Re: pg_upgrade cleanup - Mailing list pgsql-hackers

From Bruce Momjian
Subject Re: pg_upgrade cleanup
Date
Msg-id 20150516184908.GC16100@momjian.us
Whole thread Raw
In response to Re: pg_upgrade cleanup  (Noah Misch <noah@leadboat.com>)
Responses Re: pg_upgrade cleanup
List pgsql-hackers
On Sat, May 16, 2015 at 12:21:12PM -0400, Noah Misch wrote:
> On Thu, May 14, 2015 at 10:06:11PM -0400, Bruce Momjian wrote:
> > On Thu, May 14, 2015 at 09:56:53PM -0400, Bruce Momjian wrote:
> > > This patch makes pg_upgrade controldata checks more consistent, and adds
> > > a missing check for float8_pass_by_value.
> > 
> > Sorry, I should have mentioned I applied this patch to head.  It isn't
> > significant enough to backpatch.
> 
> A float8_pass_by_value match is unnecessary, and requiring it creates needless
> hassle for users.  Switching between USE_FLOAT8_BYVAL binaries and
> !USE_FLOAT8_BYVAL binaries requires an initdb to get different values in
> pg_type.typbyval and pg_attribute.attbyval.  pg_upgrade's use of pg_dump to
> migrate catalog content addresses that fine.  Note that
> check_for_isn_and_int8_passing_mismatch() exists because pg_upgrade has
> allowed source and destination clusters to differ in USE_FLOAT8_BYVAL.

What we had was checking for float8_pass_by_value, but did nothing with
it, so I assumed we had lost the check somehow.  I will remove detecting
and checking of that value.  Thanks.

> The rest of this change is opaque to me.  "More consistent" with what?  The
> old use of the "tli" variable sure looked like a bug, considering the variable
> was never set to anything but zero.  What is the anticipated behavior change?

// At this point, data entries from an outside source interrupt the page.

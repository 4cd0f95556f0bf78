//! Apache/NCSA access-log plugin. Handles Combined Log Format by default;
//! the `clf` option pins the stricter Common Log Format.

use crate::plugin::options::PluginOptions;
use crate::plugin::{bump, counter_lines, dump_lines, Counters, Parsed, Plugin, Scratch};
use regex::Regex;

/// Combined Log Format; the trailing referer/agent pair is optional so
/// plain CLF lines match too.
const COMBINED_PATTERN: &str =
    r#"^(\S+) (\S+) (\S+) \[([^\]]+)\] "([^"]*)" (\d{3}) (\S+)(?: "([^"]*)" "([^"]*)")?$"#;

/// Common Log Format only.
const CLF_PATTERN: &str = r#"^(\S+) (\S+) (\S+) \[([^\]]+)\] "([^"]*)" (\d{3}) (\S+)$"#;

/// Keys zeroed at zone init so counter queries are totally defined even
/// before the first matching line arrives.
const SEED_KEYS: &[&str] = &[
    "http_request",
    "http_bytes",
    "http_status_1xx",
    "http_status_2xx",
    "http_status_3xx",
    "http_status_4xx",
    "http_status_5xx",
    "http_method_get",
    "http_method_post",
    "http_version_1_0",
    "http_version_1_1",
    "malformed_request",
];

#[derive(Debug)]
pub struct ApachePlugin {
    regex: Regex,
}

impl ApachePlugin {
    pub fn new(options: &PluginOptions) -> Self {
        let regex = match options.regex() {
            Some(regex) => regex.clone(),
            None if options.is_set("clf") => {
                Regex::new(CLF_PATTERN).expect("builtin CLF pattern compiles")
            }
            None => Regex::new(COMBINED_PATTERN).expect("builtin combined pattern compiles"),
        };
        Self { regex }
    }
}

impl Plugin for ApachePlugin {
    fn init_zone(&self, _zone: &str, public: &mut Counters, _private: &mut Scratch, _window: &mut Counters) {
        for key in SEED_KEYS {
            public.entry(key.to_string()).or_insert(0.0);
        }
    }

    fn process_line(&self, line: &str) -> Option<Parsed> {
        let caps = self.regex.captures(line)?;
        Some(vec![
            caps.get(5)?.as_str().to_string(),
            caps.get(6)?.as_str().to_string(),
            caps.get(7)?.as_str().to_string(),
        ])
    }

    fn process_data(
        &self,
        parsed: &Parsed,
        public: &mut Counters,
        _private: &mut Scratch,
        window: &mut Counters,
    ) {
        let [request, status, bytes] = parsed.as_slice() else {
            return;
        };

        bump(public, window, "http_request", 1.0);

        if let Ok(n) = bytes.parse::<f64>() {
            bump(public, window, "http_bytes", n);
        }

        if let Some(class) = status.chars().next() {
            bump(public, window, &format!("http_status_{class}xx"), 1.0);
        }

        match parse_request(request) {
            Some((method, version)) => {
                bump(public, window, &format!("http_method_{method}"), 1.0);
                bump(public, window, &format!("http_version_{version}"), 1.0);
            }
            None => bump(public, window, "malformed_request", 1.0),
        }
    }

    fn stats_zone(
        &self,
        _zone: &str,
        public: &Counters,
        _private: &Scratch,
        _windows: &[Counters],
    ) -> Vec<String> {
        counter_lines(public)
    }

    fn dump_zone(
        &self,
        _zone: &str,
        public: &Counters,
        private: &Scratch,
        windows: &[Counters],
    ) -> Vec<String> {
        dump_lines(public, private, windows)
    }
}

/// Split `"GET /index.html HTTP/1.0"` into counter key fragments
/// (`get`, `1_0`). Anything else is a malformed request.
fn parse_request(request: &str) -> Option<(String, String)> {
    let mut parts = request.split_whitespace();
    let method = parts.next()?;
    let _uri = parts.next()?;
    let version = parts.next()?;
    if parts.next().is_some() {
        return None;
    }
    if method.is_empty() || !method.chars().all(|c| c.is_ascii_alphabetic()) {
        return None;
    }
    let version = version.strip_prefix("HTTP/")?;
    let (major, minor) = version.split_once('.')?;
    if major.parse::<u8>().is_err() || minor.parse::<u8>().is_err() {
        return None;
    }
    Some((method.to_ascii_lowercase(), format!("{major}_{minor}")))
}

#[cfg(test)]
mod tests {
    use super::*;
    use pretty_assertions::assert_eq;

    const COMBINED_LINE: &str = r#"192.168.0.7 - - [02/Aug/2026:10:14:02 +0000] "GET /index.html HTTP/1.0" 200 2326 "http://example.org/start.html" "Mozilla/5.0""#;
    const CLF_LINE: &str =
        r#"10.0.0.1 - frank [02/Aug/2026:10:14:03 +0000] "POST /cgi/submit HTTP/1.1" 404 -"#;

    fn apply(plugin: &ApachePlugin, line: &str, public: &mut Counters, window: &mut Counters) -> bool {
        match plugin.process_line(line) {
            Some(parsed) => {
                let mut private = Scratch::new();
                plugin.process_data(&parsed, public, &mut private, window);
                true
            }
            None => false,
        }
    }

    #[test]
    fn combined_and_clf_lines_parse() {
        let plugin = ApachePlugin::new(&PluginOptions::default());
        assert!(plugin.process_line(COMBINED_LINE).is_some());
        assert!(plugin.process_line(CLF_LINE).is_some());
        assert!(plugin.process_line("not an access log line").is_none());
    }

    #[test]
    fn clf_option_rejects_combined_suffix() {
        let plugin = ApachePlugin::new(&PluginOptions::parse("clf"));
        assert!(plugin.process_line(CLF_LINE).is_some());
        assert!(plugin.process_line(COMBINED_LINE).is_none());
    }

    #[test]
    fn counters_accumulate_per_line() {
        let plugin = ApachePlugin::new(&PluginOptions::default());
        let mut public = Counters::new();
        let mut window = Counters::new();

        assert!(apply(&plugin, COMBINED_LINE, &mut public, &mut window));
        assert!(apply(&plugin, CLF_LINE, &mut public, &mut window));

        assert_eq!(public["http_request"], 2.0);
        assert_eq!(public["http_status_2xx"], 1.0);
        assert_eq!(public["http_status_4xx"], 1.0);
        assert_eq!(public["http_method_get"], 1.0);
        assert_eq!(public["http_method_post"], 1.0);
        assert_eq!(public["http_version_1_0"], 1.0);
        assert_eq!(public["http_version_1_1"], 1.0);
        assert_eq!(public["http_bytes"], 2326.0);
        assert_eq!(window["http_request"], 2.0);
    }

    #[test]
    fn garbage_request_field_counts_as_malformed() {
        let plugin = ApachePlugin::new(&PluginOptions::default());
        let mut public = Counters::new();
        let mut window = Counters::new();
        let line = r#"10.0.0.2 - - [02/Aug/2026:10:15:00 +0000] "-" 400 0"#;

        assert!(apply(&plugin, line, &mut public, &mut window));
        assert_eq!(public["http_request"], 1.0);
        assert_eq!(public["malformed_request"], 1.0);
        assert!(!public.contains_key("http_method_get"));
    }

    #[test]
    fn init_zone_seeds_counters_and_is_idempotent() {
        let plugin = ApachePlugin::new(&PluginOptions::default());
        let mut public = Counters::new();
        let mut private = Scratch::new();
        let mut window = Counters::new();

        plugin.init_zone("a", &mut public, &mut private, &mut window);
        assert_eq!(public["malformed_request"], 0.0);

        public.insert("http_request".to_string(), 7.0);
        plugin.init_zone("a", &mut public, &mut private, &mut window);
        assert_eq!(public["http_request"], 7.0);
    }

    #[test]
    fn stats_lines_are_sorted_key_value_pairs() {
        let plugin = ApachePlugin::new(&PluginOptions::default());
        let mut public = Counters::new();
        let mut private = Scratch::new();
        let mut window = Counters::new();
        plugin.init_zone("a", &mut public, &mut private, &mut window);
        apply(&plugin, COMBINED_LINE, &mut public, &mut window);

        let lines = plugin.stats_zone("a", &public, &private, &[]);
        let mut sorted = lines.clone();
        sorted.sort();
        assert_eq!(lines, sorted);
        assert!(lines.contains(&"http_request: 1".to_string()));
        assert!(lines.contains(&"malformed_request: 0".to_string()));
    }
}
//! The query/command TCP server.
//!
//! Each accepted connection reads commands one per line and forwards them
//! to the engine, which owns all state; the reply is written back as
//! CRLF-terminated lines and fully flushed before the next command is read.

pub mod command;

use anyhow::{Context, Result};
use std::io::ErrorKind;
use std::net::SocketAddr;
use tokio::io::{AsyncBufReadExt, AsyncWriteExt, BufReader, BufWriter};
use tokio::net::{TcpListener, TcpStream};
use tokio::sync::{mpsc, oneshot};
use tokio::task::{JoinHandle, JoinSet};
use tracing::{debug, error, warn};

/// One client command, with a channel for the engine's reply.
#[derive(Debug)]
pub struct ClientRequest {
    pub line: String,
    pub reply: oneshot::Sender<Reply>,
}

#[derive(Debug)]
pub enum Reply {
    Lines(Vec<String>),
    /// Close the connection (the `quit` verb).
    Close,
}

/// Bind the listener. Failure here is fatal at startup and never retried.
pub async fn bind(addr: SocketAddr) -> Result<TcpListener> {
    TcpListener::bind(addr)
        .await
        .with_context(|| format!("failed to bind listen socket {addr}"))
}

/// Accept clients until aborted. Dropping the returned task (or aborting
/// it) also disconnects every client spawned from it.
pub fn spawn_acceptor(
    listener: TcpListener,
    requests: mpsc::Sender<ClientRequest>,
) -> JoinHandle<()> {
    tokio::spawn(async move {
        let mut clients = JoinSet::new();
        loop {
            tokio::select! {
                accepted = listener.accept() => match accepted {
                    Ok((stream, peer)) => {
                        debug!(%peer, "client connected");
                        clients.spawn(handle_client(stream, requests.clone()));
                    }
                    Err(err) => {
                        warn!(error = %err, "accept failed");
                        tokio::time::sleep(std::time::Duration::from_millis(100)).await;
                    }
                },
                Some(_) = clients.join_next() => {}
            }
        }
    })
}

async fn handle_client(stream: TcpStream, requests: mpsc::Sender<ClientRequest>) {
    let peer = stream
        .peer_addr()
        .map(|addr| addr.to_string())
        .unwrap_or_else(|_| "<unknown>".to_string());

    match serve_client(stream, requests).await {
        Ok(()) => debug!(peer, "client disconnected"),
        Err(err) if is_clean_disconnect(&err) => debug!(peer, "client dropped connection"),
        Err(err) => error!(peer, error = %err, "client socket error"),
    }
}

fn is_clean_disconnect(err: &std::io::Error) -> bool {
    matches!(
        err.kind(),
        ErrorKind::ConnectionReset | ErrorKind::BrokenPipe | ErrorKind::UnexpectedEof
    )
}

async fn serve_client(
    stream: TcpStream,
    requests: mpsc::Sender<ClientRequest>,
) -> std::io::Result<()> {
    let (read, write) = stream.into_split();
    let mut lines = BufReader::new(read).lines();
    let mut writer = BufWriter::new(write);

    while let Some(line) = lines.next_line().await? {
        let (reply_tx, reply_rx) = oneshot::channel();
        if requests
            .send(ClientRequest {
                line,
                reply: reply_tx,
            })
            .await
            .is_err()
        {
            break; // engine is shutting down
        }
        match reply_rx.await {
            Ok(Reply::Lines(reply)) => {
                for line in &reply {
                    writer.write_all(line.as_bytes()).await?;
                    writer.write_all(b"\r\n").await?;
                }
                writer.flush().await?;
            }
            Ok(Reply::Close) | Err(_) => break,
        }
    }
    Ok(())
}
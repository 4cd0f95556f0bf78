//! Logging bootstrap.
//!
//! Records carry the local timestamp (`YYYY/MM/DD HH:MM:SS`) and the PID,
//! then level and message. `RUST_LOG` overrides the configured level, and
//! `--log-file` redirects output from stderr to an append-opened file.

use anyhow::{Context, Result};
use std::fs::OpenOptions;
use std::path::PathBuf;
use std::sync::Arc;
use tracing_subscriber::fmt::format::Writer;
use tracing_subscriber::fmt::time::FormatTime;
use tracing_subscriber::EnvFilter;

#[derive(Debug, Clone, Default)]
pub struct LogOptions {
    /// Level name; invalid names are a configuration error.
    pub level: Option<String>,
    pub file: Option<PathBuf>,
}

struct StampWithPid;

impl FormatTime for StampWithPid {
    fn format_time(&self, w: &mut Writer<'_>) -> std::fmt::Result {
        write!(
            w,
            "{} [{}]",
            chrono::Local::now().format("%Y/%m/%d %H:%M:%S"),
            std::process::id()
        )
    }
}

pub fn init(options: &LogOptions) -> Result<()> {
    let level = options.level.as_deref().unwrap_or("info");
    let level: tracing::Level = level
        .parse()
        .map_err(|_| anyhow::anyhow!("invalid log level '{level}'"))?;
    let filter =
        EnvFilter::try_from_default_env().unwrap_or_else(|_| EnvFilter::new(level.to_string()));

    let builder = tracing_subscriber::fmt()
        .with_env_filter(filter)
        .with_timer(StampWithPid)
        .with_target(false);

    match &options.file {
        Some(path) => {
            let file = OpenOptions::new()
                .create(true)
                .append(true)
                .open(path)
                .with_context(|| format!("failed to open log file {}", path.display()))?;
            builder.with_ansi(false).with_writer(Arc::new(file)).init();
        }
        None => builder.with_writer(std::io::stderr).init(),
    }
    Ok(())
}
impl Engine {
    fn new(
        settings: Settings,
        plugin: Box<dyn Plugin>,
        store: ZoneStore,
        tail_tx: mpsc::Sender<TailEvent>,
    ) -> Self {
        let parse_error = settings
            .parse_error
            .unwrap_or_else(|| plugin.parse_error_default());
        Self {
            settings,
            plugin,
            parse_error,
            store,
            watchers: HashMap::new(),
            timers: Vec::new(),
            tail_tx,
        }
    }

    /// Seed every configured zone. Runs unconditionally after load;
    /// plugins keep `init_zone` idempotent.
    fn init_zones(&mut self) {
        for zone in self.store.active().to_vec() {
            if let Some(data) = self.store.get_mut(&zone) {
                let (public, private, windows) = data.parts_mut();
                if let Some(window) = windows.first_mut() {
                    self.plugin.init_zone(&zone, public, private, window);
                }
            }
        }
    }

    fn arm_timers(&mut self, now: DateTime<Local>) {
        self.timers = self
            .settings
            .timers
            .iter()
            .map(|spec| NamedTimer::arm(spec.clone(), now))
            .collect();
        for timer in &self.timers {
            debug!(zone = timer.spec.zone, name = timer.spec.name, next = %timer.next, "timer armed");
        }
    }

    async fn event_loop(
        &mut self,
        mut tail_rx: mpsc::Receiver<TailEvent>,
        mut request_rx: mpsc::Receiver<ClientRequest>,
        mut shutdown: watch::Receiver<bool>,
    ) -> Result<()> {
        let mut sighup = signal(SignalKind::hangup()).context("failed to install SIGHUP handler")?;
        let mut sigusr1 =
            signal(SignalKind::user_defined1()).context("failed to install SIGUSR1 handler")?;
        let mut sigterm =
            signal(SignalKind::terminate()).context("failed to install SIGTERM handler")?;
        let mut sigint =
            signal(SignalKind::interrupt()).context("failed to install SIGINT handler")?;

        // The boot pass already expanded, so every heartbeat starts one
        // period out.
        let mut expand_tick = started_interval(self.settings.expand_period);
        let mut window_tick = started_interval(self.settings.window_size);
        let mut save_tick = started_interval(self.settings.store_period);

        loop {
            let timer_deadline = self.next_timer_deadline();
            tokio::select! {
                _ = shutdown.changed() => {
                    info!("shutdown requested");
                    break;
                }
                _ = sigterm.recv() => {
                    info!("SIGTERM received, shutting down");
                    break;
                }
                _ = sigint.recv() => {
                    info!("SIGINT received, shutting down");
                    break;
                }
                _ = sighup.recv() => {
                    info!("SIGHUP received, re-expanding wildcards");
                    self.expand();
                }
                _ = sigusr1.recv() => {
                    info!("SIGUSR1 received; log reopening is handled by the logging backend");
                }
                _ = expand_tick.tick() => self.expand(),
                _ = window_tick.tick() => self.slide_windows(),
                _ = save_tick.tick() => self.save(),
                _ = tokio::time::sleep_until(timer_deadline), if !self.timers.is_empty() => {
                    self.fire_due_timers(Local::now());
                }
                Some(event) = tail_rx.recv() => self.handle_tail_event(event),
                Some(request) = request_rx.recv() => self.handle_request(request),
            }
        }
        Ok(())
    }

    // ------------------------------------------------------------------
    // Wildcard expansion
    // ------------------------------------------------------------------

    /// Re-expand every zone's wildcards: create watchers for newly matching
    /// files, extend subscriptions in `multiple` mode, and drop watchers
    /// whose path no longer matches any zone.
    fn expand(&mut self) {
        let resolved = expand::resolve_zone_paths(
            &self.settings.zones,
            self.settings.change_dir.as_deref(),
        );
        let existing: HashSet<PathBuf> = resolved
            .iter()
            .flat_map(|(_, paths)| paths.iter().cloned())
            .collect();

        for (zone, paths) in &resolved {
            for path in paths {
                match self.watchers.get_mut(path) {
                    None => {
                        info!(zone, path = %path.display(), "watching file");
                        let handle =
                            WatcherHandle::spawn(path.clone(), zone.clone(), self.tail_tx.clone());
                        self.watchers.insert(path.clone(), handle);
                    }
                    Some(handle) if self.settings.multiple => handle.subscribe(zone),
                    // Default mode: the file is already claimed by an
                    // earlier zone.
                    Some(_) => {}
                }
            }
        }

        self.watchers.retain(|path, _| {
            let keep = existing.contains(path);
            if !keep {
                info!(path = %path.display(), "file no longer matches, dropping watcher");
            }
            keep
        });
    }

    // ------------------------------------------------------------------
    // Tail events
    // ------------------------------------------------------------------

    fn handle_tail_event(&mut self, event: TailEvent) {
        match event {
            TailEvent::Line { path, line } => self.handle_line(&path, &line),
            TailEvent::Error {
                path,
                syscall,
                errno,
                message,
            } => {
                error!(path = %path.display(), syscall, errno, %message, "watcher I/O error");
            }
        }
    }

    /// Route one complete line: parse once, account once per subscribed
    /// zone in subscription order.
    fn handle_line(&mut self, path: &PathBuf, line: &str) {
        let Some(handle) = self.watchers.get(path) else {
            return; // stale line from a watcher dropped this cycle
        };
        let zones = handle.zones.clone();

        match self.plugin.process_line(line) {
            Some(parsed) => {
                for zone in &zones {
                    if let Some(data) = self.store.get_mut(zone) {
                        let (public, private, windows) = data.parts_mut();
                        if let Some(window) = windows.first_mut() {
                            self.plugin.process_data(&parsed, public, private, window);
                        }
                    }
                }
            }
            None => parse_log!(self.parse_error, path = %path.display(), line, "unparsable line"),
        }
    }

    // ------------------------------------------------------------------
    // Heartbeats and timers
    // ------------------------------------------------------------------

    /// Window rollover for every active zone: the plugin sees the ring with
    /// the just-completed window at index 0, then a fresh empty window is
    /// prepended and the ring truncated.
    fn slide_windows(&mut self) {
        let windows_num = self.settings.windows_num;
        for zone in self.store.active().to_vec() {
            if let Some(data) = self.store.get_mut(&zone) {
                let (public, private, windows) = data.parts_mut();
                self.plugin.process_window(public, private, windows);
                windows.insert(0, Counters::new());
                windows.truncate(windows_num);
            }
        }
    }

    fn save(&mut self) {
        let snapshot = self.store.snapshot();
        if let Err(err) = persist::save_snapshot(&self.settings.database, &snapshot) {
            warn!(
                database = %self.settings.database.display(),
                error = format!("{err:#}"),
                "failed to persist state"
            );
        }
    }

    fn next_timer_deadline(&self) -> Instant {
        let Some(next) = self.timers.iter().map(|t| t.next).min() else {
            return Instant::now() + Duration::from_secs(3600);
        };
        let delta = (next - Local::now()).to_std().unwrap_or(Duration::ZERO);
        Instant::now() + delta
    }

    fn fire_due_timers(&mut self, now: DateTime<Local>) {
        let mut index = 0;
        while index < self.timers.len() {
            if !self.timers[index].is_due(now) {
                index += 1;
                continue;
            }
            let zone = self.timers[index].spec.zone.clone();
            let name = self.timers[index].spec.name.clone();
            debug!(zone, name, "timer fired");

            let rearm = match self.store.get_mut(&zone) {
                Some(data) => {
                    let (public, private, windows) = data.parts_mut();
                    self.plugin.process_timer(&name, public, private, windows)
                }
                None => {
                    warn!(zone, name, "timer zone has no state, disarming");
                    false
                }
            };

            if rearm {
                self.timers[index].rearm(now);
                index += 1;
            } else {
                debug!(zone, name, "timer disarmed");
                self.timers.remove(index);
            }
        }
    }

    // ------------------------------------------------------------------
    // Client commands
    // ------------------------------------------------------------------

    fn handle_request(&mut self, request: ClientRequest) {
        let reply = match command::parse(&request.line) {
            Command::Zones => Reply::Lines(self.query_zones()),
            Command::Globs(zone) => Reply::Lines(self.query_globs(&zone)),
            Command::Files(zone) => Reply::Lines(self.query_files(&zone)),
            Command::Stats(zone) => Reply::Lines(self.query_state(&zone, false)),
            Command::Dump(zone) => Reply::Lines(self.query_state(&zone, true)),
            Command::Wipe(target) => Reply::Lines(vec![self.wipe(target)]),
            Command::Quit => Reply::Close,
            Command::Unknown => Reply::Lines(vec!["error".to_string()]),
        };
        // A dropped receiver just means the client went away mid-command.
        let _ = request.reply.send(reply);
    }

    fn query_zones(&self) -> Vec<String> {
        let mut lines: Vec<String> = self
            .store
            .active()
            .iter()
            .map(|zone| format!("a:{zone}"))
            .collect();
        lines.extend(self.store.inactive().iter().map(|zone| format!("i:{zone}")));
        lines
    }

    fn query_globs(&self, zone: &str) -> Vec<String> {
        if !self.store.is_active(zone) {
            return vec!["no such active zone".to_string()];
        }
        let mut wildcards: Vec<String> = self
            .settings
            .zones
            .iter()
            .filter(|spec| spec.name == zone)
            .flat_map(|spec| spec.wildcards.iter().cloned())
            .collect();
        wildcards.sort();
        wildcards
    }

    fn query_files(&self, zone: &str) -> Vec<String> {
        if !self.store.is_active(zone) {
            return vec!["no such active zone".to_string()];
        }
        let mut entries: Vec<(&PathBuf, String)> = self
            .watchers
            .values()
            .filter(|handle| handle.is_subscribed(zone))
            .map(|handle| {
                let line = format!(
                    "{}:{}:{}",
                    handle.status.offset(),
                    handle.status.size(),
                    handle.path.display()
                );
                (&handle.path, line)
            })
            .collect();
        entries.sort_by(|a, b| a.0.cmp(b.0));
        entries.into_iter().map(|(_, line)| line).collect()
    }

    fn query_state(&self, zone: &str, dump: bool) -> Vec<String> {
        let Some(data) = self.store.get(zone) else {
            return vec!["no such zone".to_string()];
        };
        if dump {
            self.plugin
                .dump_zone(zone, &data.public, &data.private, data.completed())
        } else {
            self.plugin
                .stats_zone(zone, &data.public, &data.private, data.completed())
        }
    }

    fn wipe(&mut self, target: WipeTarget) -> String {
        let outcome = match target {
            WipeTarget::All => {
                let removed = self.store.wipe_all_inactive();
                info!(removed, "inactive zones wiped");
                WipeOutcome::Removed
            }
            WipeTarget::Zone(zone) => {
                let outcome = self.store.wipe(&zone);
                if outcome == WipeOutcome::Removed {
                    info!(zone, "inactive zone wiped");
                }
                outcome
            }
        };
        match outcome {
            WipeOutcome::Removed => {
                self.save();
                "ok".to_string()
            }
            WipeOutcome::ZoneIsActive => "zone is active".to_string(),
            WipeOutcome::NoSuchZone => "no such inactive zone".to_string(),
        }
    }
}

The problem was that the option checking was not in a consistent order,
so there was no easy easy to make sure everything was being processed
properly.  The new ordering is consistent.

I thought the tli was a harmless cleanup but I now see it was passing a
zero timeline to pg_resetxlog.  The only reason that worked was because
pg_resetxlog ignores a timeline that is less than our current one, and
zero was always less than the timeline so pg_resetxlog was making no
timeline change at all.  I will clean that up too in backbranches as it
is to odd.  (I think it was broken by
038f3a05092365eca070bdc588554520dfd5ffb9).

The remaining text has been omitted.